Months-Long Web-Scraping Operation
Taobao is an online shopping platform owned by the Alibaba Group, a Chinese-owned multinational technology company worth billions. Taoboa is ranked as the eighth most-visited website and the largest online retail website in China. It offers both C2C and B2C shopping platforms as well as various services aimed at creating a holistic shopping experience. For years, Taoboa partnered up with a marketing firm to help merchants on their online mall platform. Turns out that one of the marketer’s software developers created a web crawler, also called a spider or spiderbot, that was able to scrape user information. This information included user IDs, mobile phone numbers and comments customers left on the platform.

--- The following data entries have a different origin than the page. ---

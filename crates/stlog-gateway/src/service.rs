//! Service assembly: router, rotation task, serve loop.

use std::sync::Arc;
use std::time::Duration;

use axum::http::StatusCode;
use axum::routing::{get, post};
use axum::Router;
use tokio::net::TcpListener;
use tokio_util::sync::CancellationToken;
use tracing::{debug, info, warn};

use crate::adapters::BackendClient;
use crate::domain::config::GatewayConfig;
use crate::domain::error::ServiceError;
use crate::domain::params::LogParameters;
use crate::domain::sth::SthSource;
use crate::middleware::{HttpMetrics, MetricsLayer};
use crate::ports::MerkleBackend;
use crate::rest::handlers;

/// Shared state behind every handler.
#[derive(Clone)]
pub struct AppState {
    pub params: Arc<LogParameters>,
    pub backend: Arc<BackendClient>,
    pub sth_source: Arc<SthSource>,
    pub metrics: Arc<HttpMetrics>,
}

/// One log gateway: a router plus the rotation task driving its cosigned
/// tree head.
pub struct LogService {
    config: GatewayConfig,
    state: AppState,
    cancel: CancellationToken,
}

impl LogService {
    pub fn new(
        config: GatewayConfig,
        params: LogParameters,
        backend: Arc<dyn MerkleBackend>,
    ) -> Result<Self, ServiceError> {
        config.validate()?;
        let params = Arc::new(params);
        let backend = Arc::new(BackendClient::new(backend, config.deadline));
        let sth_source = Arc::new(SthSource::new(Arc::clone(&params), Arc::clone(&backend)));
        let metrics = Arc::new(HttpMetrics::new()?);
        Ok(Self {
            config,
            state: AppState {
                params,
                backend,
                sth_source,
                metrics,
            },
            cancel: CancellationToken::new(),
        })
    }

    /// The shared handler state, also useful for driving tests.
    pub fn state(&self) -> &AppState {
        &self.state
    }

    /// Token that stops the serve loop and the rotation task.
    pub fn cancellation_token(&self) -> CancellationToken {
        self.cancel.clone()
    }

    /// Build the router with every endpoint mounted under the log prefix.
    pub fn router(&self) -> Router {
        build_router(self.state.clone())
    }

    /// Bind, establish a first tree head, and serve until cancelled. The
    /// rotation task observes the same token and stops before the listener
    /// finishes draining.
    pub async fn serve(self) -> Result<(), ServiceError> {
        let addr = self.config.addr();
        let listener = TcpListener::bind(addr).await.map_err(ServiceError::Bind)?;
        info!(%addr, prefix = %self.state.params.prefix, "starting log gateway");

        if let Err(error) = self.state.sth_source.rotate().await {
            warn!(%error, "initial tree head fetch failed, serving without a cosigned head");
        }
        let rotation = tokio::spawn(rotation_loop(
            Arc::clone(&self.state.sth_source),
            self.config.rotation_interval,
            self.cancel.clone(),
        ));

        let router = self.router();
        axum::serve(listener, router)
            .with_graceful_shutdown(self.cancel.clone().cancelled_owned())
            .await
            .map_err(ServiceError::Serve)?;

        let _ = rotation.await;
        info!("log gateway stopped");
        Ok(())
    }
}

/// Route table. GET and POST are strict: the wrong method earns a 405 with
/// the plaintext status body.
pub fn build_router(state: AppState) -> Router {
    let prefix = state.params.prefix.clone();
    let api = Router::new()
        .route("/add-entry", post(handlers::add_entry))
        .route("/add-cosignature", post(handlers::add_cosignature))
        .route("/get-latest-sth", get(handlers::get_latest_sth))
        .route("/get-stable-sth", get(handlers::get_stable_sth))
        .route("/get-cosigned-sth", get(handlers::get_cosigned_sth))
        .route("/get-proof-by-hash", get(handlers::get_proof_by_hash))
        .route("/get-consistency-proof", get(handlers::get_consistency_proof))
        .route("/get-entries", get(handlers::get_entries))
        .route("/get-anchors", get(handlers::get_anchors))
        .method_not_allowed_fallback(method_not_allowed)
        .with_state(state.clone());

    Router::new()
        .nest(&format!("/{prefix}"), api)
        .layer(MetricsLayer::new(
            Arc::clone(&state.metrics),
            state.params.log_id_b64(),
        ))
}

async fn method_not_allowed() -> (StatusCode, &'static str) {
    (StatusCode::METHOD_NOT_ALLOWED, "Method Not Allowed\n")
}

async fn rotation_loop(source: Arc<SthSource>, period: Duration, cancel: CancellationToken) {
    let mut ticker = tokio::time::interval(period);
    ticker.set_missed_tick_behavior(tokio::time::MissedTickBehavior::Delay);
    // The serve loop already established the first head.
    ticker.tick().await;
    loop {
        tokio::select! {
            _ = cancel.cancelled() => {
                debug!("rotation task stopped");
                return;
            }
            _ = ticker.tick() => {
                if let Err(error) = source.rotate().await {
                    warn!(%error, "tree head rotation failed, keeping previous heads");
                }
            }
        }
    }
}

Court Sentences Employee and Employer
The marketing firm used the information for its customer service. The crawling went on for eight months before Alibaba discovered it and, consequently, reported the leak. In their defense, the marketing company argued that they never sold any of the data. They also claimed that none of the users suffered any financial loss as a result of their crawling operation. The district court in China’s central Henan province, where the court case took place, was not impressed. They sentenced the employee, a man surnamed Lu, and his unnamed employer to three years imprisonment and imposed a total fine of 450,000 yuan (more than $70,000).
Beijing Tightens Grip on Data Security
The court didn’t hold Alibaba or Taoboa accountable. Nonetheless, under China’s 2017 cybersecurity law, the tech giant could still be hit with administrative penalties. Moreover, China’s new data security law will come into effect on 1 September 2021. The new law makes “core data” collected within China’s territory subject to government oversight. The country has also tightened its grip on the troves of personal information that tech giants, such as Alibaba, gather every day from millions of customers. Further, the new law foresees steep fines of up to 10 million yuan ($1.5 million) for unapproved overseas data transfers. Finally, companies that fail to protect their data can face a fine of up to 2 million yuan ($315,000).
Controlling Tech Titans
Of note is the fact that President Joe Biden has put a stop to Trump’s attempts to ban applications owned or controlled by Chinese tech companies. Government scrutiny, however, will continue. The President instructed the Secretary of Commerce to investigate whether the apps pose a national security threat. He has to provide recommendations within the next 120 days.